Linguistic-Linked Data Aware

Use cases specifically designed to employ linguistic linked data:

Ontology Localisation

Title
Ontology Localization
Source Reference
http://cordis.europa.eu/fp7/ict/language-technologies/project-monnet_en.html
Industry sector
Any
Actors and benefits they get from use case
Developers of ontologies or controlled vocabularies that want to localize their ontologies for cross-lingual interoperability
Summary
In many scenarios, the localization of ontologies is an important task as interoperability needs to be established across languages and borders. The Monnet project has considered in particular the case of financial terminologies / vocabularies such as XBRL and the specific GAAP-based language-specific vocabularies. In order to establish interoperability between all these national vocabularies, they need to be aligned. As a basis for automatic or semi-automatic alignment, appropriate translations are needed. Thus, techniques are needed to translate the labels of an ontology into some other target language, which we refer to as ``ontology localization.
Language technologies involved
automated terminology extraction and analysis
machine translation systems
Language resources involved
multilingual or monolingual linked data lexicons or dictionaries
multilingual term bases
translation memories
Specific benefit of using linguistic linked data in use case
reuse resources for finding (domain-specific) translation candidates supporting the localization
Provided by
Philipp Cimiano - UNIBI

Publishing Rich Lexical Knowledge with Ontologies

Title
Publishing Rich Lexical Knowledge with Ontologies
Source Reference
http://www.w3.org/community/ontolex/wiki/IFLA, http://www.w3.org/community/ontolex/wiki/AGROVOC
Industry sector
Localisation, specifically terminology management
Actors and benefits they get from use case
Developers of thesauri, classification schemes, ontologies
Consumers and users of thesauri or classification schemes
Summary
In many cases a deeper linguistic grounding of linguistic elements specified in thesauri is required, e.g. including inflectional or other syntactic information describing how the terms behave syntactically and semantically. However, current models such as SKOS are not sufficient for this purpose. Thus, there is a clear need for an extensive vocabulary to model the linguistic properties of terms in a thesaurus, classification scheme etc. This need has been documented at http://www.w3.org/community/ontolex/wiki/IFLA for the International Federation of Library Associations and Institutions and at http://www.w3.org/community/ontolex/wiki/AGROVOC for the AGROVOC thesaurus developed by the Food and Agriculture Organization (FAO).
Several technological needs arise in the context of such a use case, such as i) easy porting of SKOS resources to ontolex, automatic creation of ontolex resources from non-ontolex resources (SKOS, RDF etc.). The needs of the above example use cases is addressed by introducing the ontolex vocabulary currently in development by the ontolex W3C community group, which provides the vocabulary necessary to define ontology lexica that realize a separate lexical layer that can be used to provide the rich linguistic and lexical information externally to the ontology / thesaurus / classification scheme in question in a separate file.
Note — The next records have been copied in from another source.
use crate::core::{
    command_init::CommandContext,
    error::Result,
    runner::GitRunner,
    state::CommitInfo,
};

pub const DEFAULT_LOG_LIMIT: usize = 20;

pub fn execute_log<R: GitRunner>(ctx: &CommandContext<R>, limit: usize) -> Result<()> {
    let commits = ctx.app.commit_history(limit)?;
    if commits.is_empty() {
        ctx.printer.info("No saves yet.");
        return Ok(());
    }

    ctx.printer.section_header("Saves");
    print_commits(ctx, &commits);
    ctx.printer
        .hint("\nRun `smooth restore <index>` to go back to one of these");
    Ok(())
}

pub fn print_commits<R: GitRunner>(ctx: &CommandContext<R>, commits: &[CommitInfo]) {
    let theme = ctx.printer.theme();
    for (i, commit) in commits.iter().enumerate() {
        let label = format!(
            "{} {} {}",
            theme.accent(&commit.short_hash),
            commit.message,
            theme.muted(&format!("({})", commit.relative_time))
        );
        ctx.printer.numbered(i + 1, &label);
    }
}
The benefit of the ontolex model is that ontology lexica can be published separately from the ontologies / models they lexicalize, thus giving a high degree of flexibility to add lexica for additional languages. This in particular adds some modularity as support for other languages that can be provided incrementally as needed.

Language technologies involved
morphological analysers
translation tools
Language resources involved
multilingual or monolingual dictionaries
existing lexical resources to link to
Specific benefit of using linguistic linked data in use case
Reuse of available resources for localization of lexica
Provided by
Philipp Cimiano, UNIBI


Aggregation of Lexical and Encyclopaedic Sources

Title
Aggregation of Lexical and Encyclopaedic sources
Source Reference
http://multijedi.org http://babelnet.org http://babelnet.org/2.0
Industry sector
Any
Actors and benefits they get from use case
Developers of dictionaries, encyclopedias, thesauri, ontologies
Consumers and users of large machine-readable, language knowledge resources (e.g. companies building systems that require large amounts of knowledge)
Summary
The alignment and integration of lexicographic, i.e. from dictionaries, and encyclopedic knowledge, i.e. from encyclopedias, is crucial for both developers and consumers of large knowledge resources. However, many online language resources are either based on Wikipedia, e.g. DBpedia, thereby focusing on encyclopedic content, or on dictionaries, such as OmegaWiki or Wiktionary. The MultiJEDI project has considered the case of interlinking and merging several language resources, i.e., WordNet, Wikipedia, OmegaWiki and the Open Multilingual WordNets. To perform the alignment, techniques are needed which link the same meanings available in different resources and decide when to merge the corresponding concepts into unified, multilingual concept representations.
Language technologies involved
word sense disambiguation
machine translation tools
Language resources involved
multilingual or monolingual online dictionaries and encyclopedias
Specific benefit of using linguistic linked data in use case
Reuse of available resources
Alignment to, exploitation and availability of other language resources in the LLOD cloud
Provided by
Roberto Navigli, UNIRM


Multilingual Disambiguation and Entity Linking

Title
Multilingual Disambiguation and Entity Linking
Source Reference
http://babelfy.org (available online)
Industry sector
Any
Actors and benefits they get from use case
Users and consumers of semantically-annotated or semantically-indexed text/data in any language
Summary
While Word Sense Disambiguation, the task of automatically associating meanings with words in context, has typically been a task restricted to a small number of researchers, recently the emergence of the new task of Entity Linking, concerned with linking named entities within text, has opened up new possibilities for a huge number of companies in search for services aimed at semantic indexing and linking of text written in arbitrary languages.
To perform Entity Linking, however, large amounts of machine-readable knowledge need to be available, together with effective algorithms for performing the task.
While several approaches to Entity Linking exist, the MultiJEDI project has addressed the task of integrating Word Sense Disambiguation with Entity Linking, showing that Wikification and Entity Linking services can greatly benefit from the integration of lexical, i.e. from dictionaries, and encyclopedic knowledge.
To do this and keep the task independent of language, large amounts of knowledge, lexicalized and connected in as many languages as possible, need to be made available.
Language technologies involved
word sense disambiguation
entity linking
Language resources involved
BabelNet
multilingual or monolingual online dictionaries and encyclopedias
Specific benefit of using linguistic linked data in use case
performance improvement thanks to linking to and exploiting other LLOD
Provided by
Roberto Navigli and Paola Velardi, UNIRM

Sentiment Analysis

from EUROSENTIMENT: http://eurosentiment.eu/wp-content/uploads/2013/06/EUROSENTIMENT-D2-3-User-Req-Use-Cases-UPM-v1_7-Final.pdf [paul & thierry]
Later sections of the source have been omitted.